There is clear evidence that developers, planners, engineers and designers have contributed to the global health and obesity crisis since the inception of the mass-produced affordable automobile. Seemingly inexplicable decisions were made during the 1950s in cities such as Sydney, to tear up extensive light rail systems to enhance the design of roads for speed and efficiency of automobile movement.

A recent Urban Land Institute Publication, “10 Principles for Building Healthy Places,” states that “one of the strongest health/land use correlations is between obesity and the automobile: one California study showed each additional hour spent in a car per day is associated with a 6 percent increase in body weight, whereas every kilometer (0.6 miles) walked each day is associated with a 5 percent decrease according to a study in British Columbia.”

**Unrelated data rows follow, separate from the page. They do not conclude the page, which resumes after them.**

use std::path::PathBuf;

use alloy_primitives::{Address, U256};
use serde::{Deserialize, Serialize};

use crate::models::errors::Stage;

#[derive(Debug, Serialize, Deserialize)]
pub struct MetricsConfig {
    pub enabled: bool,
    pub address: String,
    pub port: u16,
}

fn default_images_dir() -> String {
    "images".to_string()
}

fn default_request_timeout_secs() -> u64 {
    30
}

#[derive(Debug, Serialize, Deserialize)]
pub struct Config {
    pub port: u16,
    pub rpc_url: String,
    pub wallet_address: String,
    pub print_endpoint: String,
    #[serde(default = "default_images_dir")]
    pub images_dir: String,
    /// Optional signing credential. Absence disables all burn attempts
    /// regardless of `burn_after_print`.
    pub private_key: Option<String>,
    #[serde(default)]
    pub burn_after_print: bool,
    #[serde(default = "default_request_timeout_secs")]
    pub request_timeout_secs: u64,
    pub metrics: MetricsConfig,
}

/// Which ingress adapter reported a transfer.
#[derive(Debug, Clone, Copy, PartialEq, Eq)]
pub enum EventSource {
    Webhook,
    ChainLog,
}

impl EventSource {
    pub fn as_str(&self) -> &'static str {
        match self {
            EventSource::Webhook => "webhook",
            EventSource::ChainLog => "chain_log",
        }
    }
}

/// A notification that a specific token moved to the monitored wallet.
/// Emitted by the event normalizer, consumed once by the dedup gate.
#[derive(Debug, Clone, PartialEq, Eq)]
pub struct TransferEvent {
    pub contract_address: Address,
    pub token_id: U256,
    pub source: EventSource,
}

impl TransferEvent {
    pub fn key(&self) -> IdentityKey {
        IdentityKey {
            contract_address: self.contract_address,
            token_id: self.token_id,
        }
    }
}

/// The (contract address, token id) pair uniquely identifying a token.
/// Addresses compare as bytes, so case differences in the source input are
/// already normalized away at parse time.
#[derive(Debug, Clone, Copy, PartialEq, Eq, Hash)]
pub struct IdentityKey {
    pub contract_address: Address,
    pub token_id: U256,
}

impl std::fmt::Display for IdentityKey {
    fn fmt(&self, f: &mut std::fmt::Formatter<'_>) -> std::fmt::Result {
        write!(f, "{}#{}", self.contract_address, self.token_id)
    }
}

/// Furthest successful checkpoint of a token's workflow. A key at `Printed`
/// or beyond never re-enters `Pending`; `Burned` is reachable only after
/// `Printed`.
#[derive(Debug, Clone, Copy, PartialEq, Eq, PartialOrd, Ord)]
pub enum ProcessingState {
    Pending,
    MetadataFetched,
    ImageFetched,
    Printed,
    Burned,
    BurnSkipped,
}

impl ProcessingState {
    pub fn is_terminal(&self) -> bool {
        matches!(
            self,
            ProcessingState::Printed | ProcessingState::Burned | ProcessingState::BurnSkipped
        )
    }
}

/// Resolved token metadata, populated incrementally as stages complete so a
/// retried workflow can resume without repeating finished work.
#[derive(Debug, Clone, Default)]
pub struct NftAsset {
    pub token_uri: Option<String>,
    pub image_locator: Option<String>,
    pub local_image_path: Option<PathBuf>,
}

/// The failing stage and message of the most recent attempt.
#[derive(Debug, Clone)]
pub struct StageFailure {
    pub stage: Stage,
    pub message: String,
}

/// Lifecycle of one identity key. One record per key for the life of the
/// process, owned exclusively by the dedup gate.
#[derive(Debug, Clone)]
pub struct ProcessingRecord {
    pub key: IdentityKey,
    pub state: ProcessingState,
    pub attempts: u32,
    pub asset: NftAsset,
    pub last_error: Option<StageFailure>,
}

impl ProcessingRecord {
    pub fn new(key: IdentityKey) -> Self {
        Self {
            key,
            state: ProcessingState::Pending,
            attempts: 0,
            asset: NftAsset::default(),
            last_error: None,
        }
    }
}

A massive urban retrofitting process is currently underway worldwide to correct 60 years of neglect toward providing means for pedestrian and bicycle movement. Excellent examples of where this is occurring include ArchTam’s work at the World Trade Center in New York, public realm planning in Doha, Qatar, the River of Life urban regeneration in Kuala Lumpur, a connected pedestrian network at Ayala Triangle in Manila, and the Los Angeles “Bridge to Breakwater” public realm. These projects alone will provide more than 200 km of new paths and trails.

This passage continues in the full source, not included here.